_Work item_:
Each line of the listing below must be returned exactly.

_Records for the exercise_:
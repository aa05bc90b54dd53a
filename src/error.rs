//! # Error Types Module
//!
//! This module defines the error types used throughout the crate.
//!
//! ## Plain English Explanation
//!
//! There is really only one thing that can go wrong while using a ring
//! buffer: asking for an element when there are none. Everything else
//! (pushing, growing) always succeeds.
//!
//! The second family of errors comes from building a buffer out of a
//! [`Config`](crate::config::Config) that doesn't make sense, like asking
//! for zero slots up front.

use std::fmt;

use thiserror::Error;

use crate::config::ConfigError;

// ============================================
// MAIN CRATE ERROR
// ============================================

/// The main error type for this crate
///
/// ## Plain English
///
/// This is the "parent" error that can hold any of the more specific
/// errors. Use it when you mix buffer operations and configuration in
/// the same function and want a single `?`-friendly type.
#[derive(Debug, Clone, PartialEq, Eq, Error)]
pub enum RingError {
    /// An element was requested from an empty buffer
    #[error(transparent)]
    Empty(#[from] EmptyBufferError),

    /// The buffer configuration was rejected
    #[error("Configuration error: {0}")]
    Config(#[from] ConfigError),
}

// ============================================
// EMPTY BUFFER ERROR
// ============================================

/// Which read operation hit the empty buffer.
#[derive(Debug, Clone, Copy, PartialEq, Eq, Hash)]
pub enum Operation {
    PopFront,
    PopBack,
    PeekFront,
    PeekBack,
}

impl Operation {
    /// The method name, as it appears in the public API.
    pub fn name(self) -> &'static str {
        match self {
            Self::PopFront => "pop_front",
            Self::PopBack => "pop_back",
            Self::PeekFront => "peek_front",
            Self::PeekBack => "peek_back",
        }
    }
}

impl fmt::Display for Operation {
    fn fmt(&self, f: &mut fmt::Formatter<'_>) -> fmt::Result {
        f.write_str(self.name())
    }
}

/// Returned by pops and peeks when the buffer holds no elements.
///
/// The buffer is left exactly as it was, so the caller can keep using it.
#[derive(Debug, Clone, Copy, PartialEq, Eq, Error)]
#[error("{operation} on an empty ring buffer")]
pub struct EmptyBufferError {
    operation: Operation,
}

impl EmptyBufferError {
    pub(crate) fn new(operation: Operation) -> Self {
        Self { operation }
    }

    /// The operation that failed.
    pub fn operation(&self) -> Operation {
        self.operation
    }
}

// ============================================
// RESULT TYPE ALIAS
// ============================================

/// A Result type that uses RingError
pub type RingResult<T> = Result<T, RingError>;

// ============================================
// TESTS
// ============================================
//! Iterators over a [`RingBuffer`], front to back.

use std::iter::FusedIterator;

use super::RingBuffer;

/// Borrowing iterator returned by [`RingBuffer::iter`].
pub struct Iter<'a, T> {
    buffer: &'a RingBuffer<T>,
    /// Logical offset of the next element from the front
    front: usize,
    /// One past the logical offset of the next element from the back
    back: usize,
}

impl<'a, T> Iter<'a, T> {
    pub(crate) fn new(buffer: &'a RingBuffer<T>) -> Self {
        Self {
            buffer,
            front: 0,
            back: buffer.len(),
        }
    }
}

impl<T> Clone for Iter<'_, T> {
    fn clone(&self) -> Self {
        Self {
            buffer: self.buffer,
            front: self.front,
            back: self.back,
        }
    }
}

impl<'a, T> Iterator for Iter<'a, T> {
    type Item = &'a T;

    fn next(&mut self) -> Option<Self::Item> {
        if self.front >= self.back {
            return None;
        }
        let item = self.buffer.get(self.front);
        self.front += 1;
        item
    }

    fn size_hint(&self) -> (usize, Option<usize>) {
        let remaining = self.back - self.front;
        (remaining, Some(remaining))
    }
}

impl<T> DoubleEndedIterator for Iter<'_, T> {
    fn next_back(&mut self) -> Option<Self::Item> {
        if self.front >= self.back {
            return None;
        }
        self.back -= 1;
        self.buffer.get(self.back)
    }
}

impl<T> ExactSizeIterator for Iter<'_, T> {}

impl<T> FusedIterator for Iter<'_, T> {}

/// Owning iterator returned by `RingBuffer::into_iter`.
///
/// Each step pops from the buffer, so elements not yet yielded are dropped
/// along with the iterator.
pub struct IntoIter<T> {
    buffer: RingBuffer<T>,
}

impl<T> IntoIter<T> {
    pub(crate) fn new(buffer: RingBuffer<T>) -> Self {
        Self { buffer }
    }
}

impl<T> Iterator for IntoIter<T> {
    type Item = T;

    fn next(&mut self) -> Option<T> {
        self.buffer.pop_front().ok()
    }

    fn size_hint(&self) -> (usize, Option<usize>) {
        let remaining = self.buffer.len();
        (remaining, Some(remaining))
    }
}

impl<T> DoubleEndedIterator for IntoIter<T> {
    fn next_back(&mut self) -> Option<T> {
        self.buffer.pop_back().ok()
    }
}

impl<T> ExactSizeIterator for IntoIter<T> {}

impl<T> FusedIterator for IntoIter<T> {}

_Exercise output_:
repository aa05bc90b54dd53a
filename src/error.rs
//! # Error Types Module
//!
//! This module defines the error types used throughout the crate.
//!
//! ## Plain English Explanation
//!
//! There is really only one thing that can go wrong while using a ring
//! buffer: asking for an element when there are none. Everything else
//! (pushing, growing) always succeeds.
//!
//! The second family of errors comes from building a buffer out of a
//! [`Config`](crate::config::Config) that doesn't make sense, like asking
//! for zero slots up front.

use std::fmt;

use thiserror::Error;

use crate::config::ConfigError;

// ============================================
// MAIN CRATE ERROR
// ============================================

/// The main error type for this crate
///
/// ## Plain English
///
/// This is the "parent" error that can hold any of the more specific
/// errors. Use it when you mix buffer operations and configuration in
/// the same function and want a single `?`-friendly type.
#[derive(Debug, Clone, PartialEq, Eq, Error)]
pub enum RingError {
    /// An element was requested from an empty buffer
    #[error(transparent)]
    Empty(#[from] EmptyBufferError),

    /// The buffer configuration was rejected
    #[error("Configuration error: {0}")]
    Config(#[from] ConfigError),
}

// ============================================
// EMPTY BUFFER ERROR
// ============================================

/// Which read operation hit the empty buffer.
#[derive(Debug, Clone, Copy, PartialEq, Eq, Hash)]
pub enum Operation {
    PopFront,
    PopBack,
    PeekFront,
    PeekBack,
}

impl Operation {
    /// The method name, as it appears in the public API.
    pub fn name(self) -> &'static str {
        match self {
            Self::PopFront => "pop_front",
            Self::PopBack => "pop_back",
            Self::PeekFront => "peek_front",
            Self::PeekBack => "peek_back",
        }
    }
}

impl fmt::Display for Operation {
    fn fmt(&self, f: &mut fmt::Formatter<'_>) -> fmt::Result {
        f.write_str(self.name())
    }
}

/// Returned by pops and peeks when the buffer holds no elements.
///
/// The buffer is left exactly as it was, so the caller can keep using it.
#[derive(Debug, Clone, Copy, PartialEq, Eq, Error)]
#[error("{operation} on an empty ring buffer")]
pub struct EmptyBufferError {
    operation: Operation,
}

impl EmptyBufferError {
    pub(crate) fn new(operation: Operation) -> Self {
        Self { operation }
    }

    /// The operation that failed.
    pub fn operation(&self) -> Operation {
        self.operation
    }
}

// ============================================
// RESULT TYPE ALIAS
// ============================================

/// A Result type that uses RingError
pub type RingResult<T> = Result<T, RingError>;

// ============================================
// TESTS
// ============================================
//! Iterators over a [`RingBuffer`], front to back.

use std::iter::FusedIterator;

use super::RingBuffer;

/// Borrowing iterator returned by [`RingBuffer::iter`].
pub struct Iter<'a, T> {
    buffer: &'a RingBuffer<T>,
    /// Logical offset of the next element from the front
    front: usize,
    /// One past the logical offset of the next element from the back
    back: usize,
}

impl<'a, T> Iter<'a, T> {
    pub(crate) fn new(buffer: &'a RingBuffer<T>) -> Self {
        Self {
            buffer,
            front: 0,
            back: buffer.len(),
        }
    }
}

impl<T> Clone for Iter<'_, T> {
    fn clone(&self) -> Self {
        Self {
            buffer: self.buffer,
            front: self.front,
            back: self.back,
        }
    }
}

impl<'a, T> Iterator for Iter<'a, T> {
    type Item = &'a T;

    fn next(&mut self) -> Option<Self::Item> {
        if self.front >= self.back {
            return None;
        }
        let item = self.buffer.get(self.front);
        self.front += 1;
        item
    }

    fn size_hint(&self) -> (usize, Option<usize>) {
        let remaining = self.back - self.front;
        (remaining, Some(remaining))
    }
}

impl<T> DoubleEndedIterator for Iter<'_, T> {
    fn next_back(&mut self) -> Option<Self::Item> {
        if self.front >= self.back {
            return None;
        }
        self.back -= 1;
        self.buffer.get(self.back)
    }
}

impl<T> ExactSizeIterator for Iter<'_, T> {}

impl<T> FusedIterator for Iter<'_, T> {}

/// Owning iterator returned by `RingBuffer::into_iter`.
///
/// Each step pops from the buffer, so elements not yet yielded are dropped
/// along with the iterator.
pub struct IntoIter<T> {
    buffer: RingBuffer<T>,
}

impl<T> IntoIter<T> {
    pub(crate) fn new(buffer: RingBuffer<T>) -> Self {
        Self { buffer }
    }
}

impl<T> Iterator for IntoIter<T> {
    type Item = T;

    fn next(&mut self) -> Option<T> {
        self.buffer.pop_front().ok()
    }

    fn size_hint(&self) -> (usize, Option<usize>) {
        let remaining = self.buffer.len();
        (remaining, Some(remaining))
    }
}

impl<T> DoubleEndedIterator for IntoIter<T> {
    fn next_back(&mut self) -> Option<T> {
        self.buffer.pop_back().ok()
    }
}

impl<T> ExactSizeIterator for IntoIter<T> {}

impl<T> FusedIterator for IntoIter<T> {}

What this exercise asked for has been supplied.